§ **TASK GOAL**
Report each line of the records below that uses the word "crate".

[Saved data entries]

impl ReconcileEngine {
    pub fn new(registry: Registry, deadline: Duration) -> Self {
        Self { registry, deadline }
    }

    pub fn registry(&self) -> &Registry {
        &self.registry
    }

    /// Reconcile every marketplace for `task` concurrently.
    ///
    /// Marketplaces that miss the deadline or fail are listed in the report
    /// and contribute no offers; the others are returned as usual.
    pub async fn get_progress(&self, task: &TaskConfig) -> ProgressReport {
        let started = Instant::now();
        let deadline = started + self.deadline;
        let now = Utc::now();
        let [first, second, third] = Marketplace::ALL;

        let (a, b, c) = tokio::join!(
            tokio::time::timeout_at(deadline, self.reconcile_marketplace(task, first, now)),
            tokio::time::timeout_at(deadline, self.reconcile_marketplace(task, second, now)),
            tokio::time::timeout_at(deadline, self.reconcile_marketplace(task, third, now)),
        );

        let mut report = ProgressReport {
            task_id: task.task_id.clone(),
            bid_type: task.bid_type,
            generated_at: now,
            offers: Vec::new(),
            decode_errors: 0,
            discarded: 0,
            unreadable: 0,
            timed_out: Vec::new(),
            failed: Vec::new(),
        };

        for (marketplace, outcome) in [(first, a), (second, b), (third, c)] {
            match outcome {
                Ok(Ok(slice)) => {
                    report.decode_errors += slice.decode_errors;
                    report.discarded += slice.discarded;
                    report.unreadable += slice.unreadable;
                    report.offers.extend(slice.offers);
                }
                Ok(Err(err)) => {
                    warn!(task_id = %task.task_id, %marketplace, error = %err, "marketplace read failed");
                    report.failed.push(marketplace);
                }
                Err(_) => {
                    warn!(
                        task_id = %task.task_id,
                        %marketplace,
                        deadline_ms = self.deadline.as_millis() as u64,
                        "marketplace read timed out"
                    );
                    report.timed_out.push(marketplace);
                }
            }
        }

        // Trait tasks surface the soonest-to-expire bids first; the others
        // keep marketplace grouping. The sort is stable.
        if task.bid_type == BidType::Trait {
            report.offers.sort_by_key(|o| o.remaining_ttl_secs);
        }

        info!(
            task_id = %task.task_id,
            offers = report.offers.len(),
            decode_errors = report.decode_errors,
            discarded = report.discarded,
            unreadable = report.unreadable,
            partial = report.is_partial(),
            elapsed_ms = started.elapsed().as_millis() as u64,
            "progress reconciled"
        );
        report
    }

    async fn reconcile_marketplace(
        &self,
        task: &TaskConfig,
        marketplace: Marketplace,
        now: DateTime<Utc>,
    ) -> TrackerResult<MarketplaceSlice> {
        let candidates = self
            .registry
            .list_candidate_keys(&task.task_id, marketplace)
            .await?;

        let mut slice = MarketplaceSlice {
            decode_errors: candidates.undecodable.len(),
            ..MarketplaceSlice::default()
        };
        for err in &candidates.undecodable {
            warn!(task_id = %task.task_id, %marketplace, error = %err, "skipping registry entry");
        }
        if candidates.keys.is_empty() {
            return Ok(slice);
        }

        let records = self.registry.fetch_records(&candidates.keys).await?;
        for (key, read) in candidates.keys.into_iter().zip(records) {
            let stored = match read {
                Ok(Some(stored)) => stored,
                Ok(None) => {
                    slice.discarded += 1;
                    continue;
                }
                Err(err) => {
                    warn!(task_id = %task.task_id, %marketplace, key = %key, error = %err, "order record unreadable");
                    slice.unreadable += 1;
                    continue;
                }
            };
            if expected_shape(task.bid_type) != key.shape() {
                debug!(task_id = %task.task_id, key = %key, "key shape differs from task bid type");
            }
            match shape_offer(key, stored, now) {
                Ok(Some(offer)) => slice.offers.push(offer),
                Ok(None) => slice.discarded += 1,
                Err(err) => {
                    warn!(task_id = %task.task_id, %marketplace, error = %err, "skipping order record");
                    slice.decode_errors += 1;
                }
            }
        }
        slice.offers.sort_by_key(|o| o.order_key.sequence);
        Ok(slice)
    }
}

fn expected_shape(bid_type: BidType) -> KeyShape {
    match bid_type {
        BidType::Trait => KeyShape::Trait,
        BidType::Token | BidType::Collection => KeyShape::Flat,
    }
}

/// Build the dashboard view of one record. `Ok(None)` when its TTL has run
/// out or it never had one.
fn shape_offer(
    key: OrderKey,
    stored: StoredValue,
    now: DateTime<Utc>,
) -> Result<Option<NormalizedOffer>, DecodeError> {
    if stored.ttl_ms <= 0 {
        return Ok(None);
    }
    let record: OrderRecord = serde_json::from_str(&stored.value).map_err(|e| {
        DecodeError::new(&key.encode(), format!("invalid order record: {e}"))
    })?;
    let ttl_ms = stored.ttl_ms as u64;
    Ok(Some(NormalizedOffer {
        marketplace: key.marketplace,
        scope: key.scope.clone(),
        remaining_ttl_secs: ttl_ms.div_ceil(1000),
        expires_at: now + chrono::Duration::milliseconds(stored.ttl_ms),
        payload: record.payload,
        offer_price: record.offer_price,
        offer_price_eth: wei_to_eth(record.offer_price),
        order_key: key,
    }))
}
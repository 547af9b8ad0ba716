use serde::Serialize;

use crate::types::ProgressReport;

/// Emit a progress report as a single JSON line to stdout.
pub fn report_progress(report: &ProgressReport) {
    if let Some(line) = to_line(report) {
        println!("{line}");
    }
}

/// Emit any serializable summary as pretty-printed JSON to stdout.
pub fn report_summary<T: Serialize>(summary: &T) {
    if let Ok(json) = serde_json::to_string_pretty(summary) {
        println!("{json}");
    }
}

fn to_line(report: &ProgressReport) -> Option<String> {
    serde_json::to_string(report).ok()
}
//! Downstream HTTP serving: protocol detection, the h1/h2 connection
//! service, keep-alive handling and the experimental upgrade tunnel.
use http::HeaderValue;

pub mod content;
pub mod core;
pub mod detect;
pub mod persistence;
pub mod upgrade;
pub mod util;

pub use core::{HttpCoreService, HttpServerTimeout};

pub use content::ContentHandler;
pub use persistence::ConnectionReuseHandler;

pub(crate) const CLOSE: &str = "close";
pub(crate) const KEEPALIVE: &str = "Keep-Alive";
#[allow(clippy::declare_interior_mutable_const)]
pub(crate) const CLOSE_VALUE: HeaderValue = HeaderValue::from_static(CLOSE);
#[allow(clippy::declare_interior_mutable_const)]
pub(crate) const KEEPALIVE_VALUE: HeaderValue = HeaderValue::from_static(KEEPALIVE);
pub use util::generate_response;
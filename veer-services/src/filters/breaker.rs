//! Circuit breakers attached to routes as filters.
use std::{
    cell::RefCell,
    collections::{HashMap, VecDeque},
    rc::Rc,
    time::{Duration, Instant},
};

use async_trait::async_trait;
use http::StatusCode;
use tracing::info;
use veer_core::{
    filter::{Filter, FilterContext},
    route::{Arg, ArgsExt, CreateError},
};

const BREAKER_BAG_KEY: &str = "breaker.admitted";
const DEFAULT_OPEN_TIMEOUT: Duration = Duration::from_secs(60);

#[derive(Clone, Copy, Debug, PartialEq, Eq)]
enum Policy {
    /// Open after N consecutive failures.
    Consecutive(usize),
    /// Open when the sliding window of the last `window` outcomes holds at
    /// least `failures` failures.
    Rate { failures: usize, window: usize },
}

#[derive(Debug)]
enum State {
    Closed,
    Open { since: Instant },
    HalfOpen { probe_inflight: bool },
}

struct BreakerCore {
    policy: Policy,
    open_timeout: Duration,
    state: State,
    consecutive_failures: usize,
    window: VecDeque<bool>,
}

impl BreakerCore {
    fn new(policy: Policy, open_timeout: Duration) -> Self {
        Self {
            policy,
            open_timeout,
            state: State::Closed,
            consecutive_failures: 0,
            window: VecDeque::new(),
        }
    }

    fn allow(&mut self, now: Instant) -> bool {
        match &mut self.state {
            State::Closed => true,
            State::Open { since } => {
                if now.duration_since(*since) >= self.open_timeout {
                    self.state = State::HalfOpen {
                        probe_inflight: true,
                    };
                    true
                } else {
                    false
                }
            }
            State::HalfOpen { probe_inflight } => {
                if *probe_inflight {
                    false
                } else {
                    *probe_inflight = true;
                    true
                }
            }
        }
    }

    fn record(&mut self, success: bool, now: Instant) {
        match self.state {
            State::HalfOpen { .. } => {
                if success {
                    self.reset();
                } else {
                    self.trip(now);
                }
            }
            State::Closed => {
                if success {
                    self.consecutive_failures = 0;
                } else {
                    self.consecutive_failures += 1;
                }
                if let Policy::Rate { window, .. } = self.policy {
                    self.window.push_back(success);
                    while self.window.len() > window {
                        self.window.pop_front();
                    }
                }
                if self.should_trip() {
                    self.trip(now);
                }
            }
            State::Open { .. } => {}
        }
    }

    fn should_trip(&self) -> bool {
        match self.policy {
            Policy::Consecutive(n) => self.consecutive_failures >= n,
            Policy::Rate { failures, window } => {
                self.window.len() >= window
                    && self.window.iter().filter(|ok| !**ok).count() >= failures
            }
        }
    }

    fn trip(&mut self, now: Instant) {
        self.state = State::Open { since: now };
    }

    fn reset(&mut self) {
        self.state = State::Closed;
        self.consecutive_failures = 0;
        self.window.clear();
    }
}

/// Worker-local registry of breaker state, keyed by route id so that a
/// recreated filter instance keeps the route's breaker history.
#[derive(Default)]
pub struct BreakerRegistry {
    breakers: RefCell<HashMap<(String, PolicyKey), Rc<RefCell<BreakerCore>>>>,
}

type PolicyKey = (u8, usize, usize);

fn policy_key(policy: Policy) -> PolicyKey {
    match policy {
        Policy::Consecutive(n) => (0, n, 0),
        Policy::Rate { failures, window } => (1, failures, window),
    }
}

impl BreakerRegistry {
    pub fn new() -> Self {
        Self::default()
    }

    fn get_or_create(&self, route_id: &str, policy: Policy) -> Rc<RefCell<BreakerCore>> {
        self.breakers
            .borrow_mut()
            .entry((route_id.to_string(), policy_key(policy)))
            .or_insert_with(|| {
                Rc::new(RefCell::new(BreakerCore::new(policy, DEFAULT_OPEN_TIMEOUT)))
            })
            .clone()
    }
}

pub(super) struct BreakerFilter {
    registry: Rc<BreakerRegistry>,
    policy: Policy,
}

impl BreakerFilter {
    pub(super) fn create_consecutive(
        registry: Rc<BreakerRegistry>,
        args: &[Arg],
    ) -> Result<Rc<dyn Filter>, CreateError> {
        args.require_len(1)?;
        let n = args.u64_at(0)? as usize;
        if n == 0 {
            return Err(CreateError::invalid_arg(0, "threshold must be positive"));
        }
        Ok(Rc::new(Self {
            registry,
            policy: Policy::Consecutive(n),
        }))
    }

    pub(super) fn create_rate(
        registry: Rc<BreakerRegistry>,
        args: &[Arg],
    ) -> Result<Rc<dyn Filter>, CreateError> {
        args.require_len(2)?;
        let failures = args.u64_at(0)? as usize;
        let window = args.u64_at(1)? as usize;
        if failures == 0 || window < failures {
            return Err(CreateError::invalid_arg(
                1,
                "window must be at least the failure threshold",
            ));
        }
        Ok(Rc::new(Self {
            registry,
            policy: Policy::Rate { failures, window },
        }))
    }

    fn core(&self, ctx: &FilterContext) -> Rc<RefCell<BreakerCore>> {
        let route_id = ctx.route_id().unwrap_or("-");
        self.registry.get_or_create(route_id, self.policy)
    }
}

#[async_trait(?Send)]
impl Filter for BreakerFilter {
    async fn request(&self, ctx: &mut FilterContext) {
        let core = self.core(ctx);
        let allowed = core.borrow_mut().allow(Instant::now());
        if allowed {
            ctx.state_bag_mut()
                .insert(BREAKER_BAG_KEY.to_string(), Rc::new(true));
        } else {
            ctx.metrics().incr("breaker.open");
            info!(route = ctx.route_id().unwrap_or("-"), "breaker open, request rejected");
            ctx.serve_status(StatusCode::SERVICE_UNAVAILABLE);
        }
    }

    async fn response(&self, ctx: &mut FilterContext) {
        if ctx.state_bag_mut().remove(BREAKER_BAG_KEY).is_none() {
            // this request was rejected by the breaker itself
            return;
        }
        let success = ctx
            .response()
            .map(|resp| !resp.status().is_server_error())
            .unwrap_or(false);
        self.core(ctx).borrow_mut().record(success, Instant::now());
    }
}
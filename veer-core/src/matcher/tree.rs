//! Segment trie for `Path`/`PathSubtree` patterns.
//!
//! Unlike a best-match router, lookup returns *every* pattern the path could
//! satisfy, annotated with the number of literal bytes matched, so the
//! matcher can run free predicates over all candidates and rank survivors.
//!
//! Pattern syntax: literal segments, `:name` single-segment parameters and a
//! trailing `*name` catch-all (one or more segments).
use std::collections::HashMap;

#[derive(Debug, Default)]
pub struct PathTree<T> {
    root: Node<T>,
}

#[derive(Debug)]
struct Node<T> {
    literals: HashMap<String, Node<T>>,
    param: Option<Box<(String, Node<T>)>>,
    catch_all: Vec<(String, T)>,
    exact: Vec<T>,
    subtree: Vec<T>,
}

impl<T> Default for Node<T> {
    fn default() -> Self {
        Self {
            literals: HashMap::new(),
            param: None,
            catch_all: Vec::new(),
            exact: Vec::new(),
            subtree: Vec::new(),
        }
    }
}

#[derive(thiserror::Error, Debug, PartialEq, Eq)]
pub enum InsertError {
    #[error("conflicting parameter names at the same position: :{existing} vs :{new}")]
    ParamNameConflict { existing: String, new: String },
    #[error("catch-all segment *{0} must be the last segment")]
    CatchAllNotLast(String),
}

/// One pattern a lookup path satisfies.
#[derive(Debug)]
pub struct PathMatch<'a, T> {
    pub value: &'a T,
    pub params: Vec<(String, String)>,
    /// Number of literal bytes of the path covered by non-wildcard segments;
    /// the matcher's second-order tie break.
    pub literal_len: usize,
}

fn segments(path: &str) -> Vec<&str> {
    path.split('/').filter(|s| !s.is_empty()).collect()
}

impl<T> PathTree<T> {
    pub fn new() -> Self {
        Self {
            root: Node::default(),
        }
    }

    /// Register a full-path pattern (`Path` predicate).
    pub fn insert_exact(&mut self, pattern: &str, value: T) -> Result<(), InsertError> {
        let segs = segments(pattern);
        let mut node = &mut self.root;
        for (i, seg) in segs.iter().enumerate() {
            if let Some(name) = seg.strip_prefix('*') {
                if i + 1 != segs.len() {
                    return Err(InsertError::CatchAllNotLast(name.to_string()));
                }
                node.catch_all.push((name.to_string(), value));
                return Ok(());
            }
            node = Self::descend(node, seg)?;
        }
        node.exact.push(value);
        Ok(())
    }

    /// Register a prefix pattern (`PathSubtree` predicate): matches the
    /// prefix itself and everything below it, capturing the remainder under
    /// the `*` parameter.
    pub fn insert_subtree(&mut self, pattern: &str, value: T) -> Result<(), InsertError> {
        let segs = segments(pattern);
        let mut node = &mut self.root;
        for seg in &segs {
            node = Self::descend(node, seg)?;
        }
        node.subtree.push(value);
        Ok(())
    }

    fn descend<'n>(node: &'n mut Node<T>, seg: &str) -> Result<&'n mut Node<T>, InsertError> {
        if let Some(name) = seg.strip_prefix(':') {
            let param = node
                .param
                .get_or_insert_with(|| Box::new((name.to_string(), Node::default())));
            if param.0 != name {
                return Err(InsertError::ParamNameConflict {
                    existing: param.0.clone(),
                    new: name.to_string(),
                });
            }
            Ok(&mut param.1)
        } else {
            Ok(node.literals.entry(seg.to_string()).or_default())
        }
    }

    /// All candidates for `path`, deepest literal chains first, wildcard and
    /// subtree matches after the branches below them.
    pub fn lookup(&self, path: &str) -> Vec<PathMatch<'_, T>> {
        let segs = segments(path);
        let mut out = Vec::new();
        let mut params = Vec::new();
        Self::walk(&self.root, &segs, 0, &mut params, &mut out);
        out
    }

    fn walk<'t>(
        node: &'t Node<T>,
        segs: &[&str],
        literal_len: usize,
        params: &mut Vec<(String, String)>,
        out: &mut Vec<PathMatch<'t, T>>,
    ) {
        match segs.split_first() {
            None => {
                for value in &node.exact {
                    out.push(PathMatch {
                        value,
                        params: params.clone(),
                        literal_len,
                    });
                }
                for value in &node.subtree {
                    let mut params = params.clone();
                    params.push(("*".to_string(), "/".to_string()));
                    out.push(PathMatch {
                        value,
                        params,
                        literal_len,
                    });
                }
            }
            Some((seg, rest)) => {
                if let Some(child) = node.literals.get(*seg) {
                    Self::walk(child, rest, literal_len + seg.len() + 1, params, out);
                }
                if let Some(param) = &node.param {
                    params.push((param.0.clone(), seg.to_string()));
                    Self::walk(&param.1, rest, literal_len, params, out);
                    params.pop();
                }
                let remainder = segs.join("/");
                for (name, value) in &node.catch_all {
                    let mut params = params.clone();
                    params.push((name.clone(), remainder.clone()));
                    out.push(PathMatch {
                        value,
                        params,
                        literal_len,
                    });
                }
                for value in &node.subtree {
                    let mut params = params.clone();
                    params.push(("*".to_string(), format!("/{remainder}")));
                    out.push(PathMatch {
                        value,
                        params,
                        literal_len,
                    });
                }
            }
        }
    }
}

#[cfg(test)]
mod tests {
    use super::*;

    fn values<T: Copy>(matches: &[PathMatch<'_, T>]) -> Vec<T> {
        matches.iter().map(|m| *m.value).collect()
    }

    #[test]
    fn exact_wins_ordering_over_param() {
        let mut tree = PathTree::new();
        tree.insert_exact("/a/b", 1).unwrap();
        tree.insert_exact("/a/:x", 2).unwrap();
        let matches = tree.lookup("/a/b");
        assert_eq!(values(&matches), vec![1, 2]);
        assert!(matches[0].literal_len > matches[1].literal_len);
        assert_eq!(matches[1].params, vec![("x".to_string(), "b".to_string())]);
    }

    #[test]
    fn subtree_matches_prefix_and_below() {
        let mut tree = PathTree::new();
        tree.insert_subtree("/p", 7).unwrap();
        let at_prefix = tree.lookup("/p");
        assert_eq!(values(&at_prefix), vec![7]);
        assert_eq!(at_prefix[0].params[0].1, "/");

        let below = tree.lookup("/p/x/y");
        assert_eq!(values(&below), vec![7]);
        assert_eq!(below[0].params[0].1, "/x/y");

        assert!(tree.lookup("/q").is_empty());
    }

    #[test]
    fn deeper_subtree_listed_before_shallower() {
        let mut tree = PathTree::new();
        tree.insert_subtree("/a", 1).unwrap();
        tree.insert_subtree("/a/b", 2).unwrap();
        let matches = tree.lookup("/a/b/c");
        assert_eq!(values(&matches), vec![2, 1]);
    }

    #[test]
    fn catch_all_requires_at_least_one_segment() {
        let mut tree = PathTree::new();
        tree.insert_exact("/files/*rest", 3).unwrap();
        assert!(tree.lookup("/files").is_empty());
        let matches = tree.lookup("/files/a/b");
        assert_eq!(values(&matches), vec![3]);
        assert_eq!(matches[0].params, vec![("rest".into(), "a/b".into())]);
    }

    #[test]
    fn catch_all_must_be_last() {
        let mut tree = PathTree::new();
        assert_eq!(
            tree.insert_exact("/a/*rest/b", 1),
            Err(InsertError::CatchAllNotLast("rest".into()))
        );
    }

    #[test]
    fn param_name_conflict_is_rejected() {
        let mut tree = PathTree::new();
        tree.insert_exact("/u/:id", 1).unwrap();
        assert!(matches!(
            tree.insert_exact("/u/:name", 2),
            Err(InsertError::ParamNameConflict { .. })
        ));
    }

    #[test]
    fn root_patterns() {
        let mut tree = PathTree::new();
        tree.insert_exact("/", 1).unwrap();
        tree.insert_subtree("/", 2).unwrap();
        assert_eq!(values(&tree.lookup("/")), vec![1, 2]);
        assert_eq!(values(&tree.lookup("/anything")), vec![2]);
    }

    #[test]
    fn trailing_slash_is_normalized() {
        let mut tree = PathTree::new();
        tree.insert_exact("/a", 1).unwrap();
        assert_eq!(values(&tree.lookup("/a/")), vec![1]);
    }
}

§ **THE COMPLETED TASK**
use crate::types::ProgressReport;
pub(crate) const CLOSE: &str = "close";
pub(crate) const KEEPALIVE: &str = "Keep-Alive";
pub(crate) const CLOSE_VALUE: HeaderValue = HeaderValue::from_static(CLOSE);
pub(crate) const KEEPALIVE_VALUE: HeaderValue = HeaderValue::from_static(KEEPALIVE);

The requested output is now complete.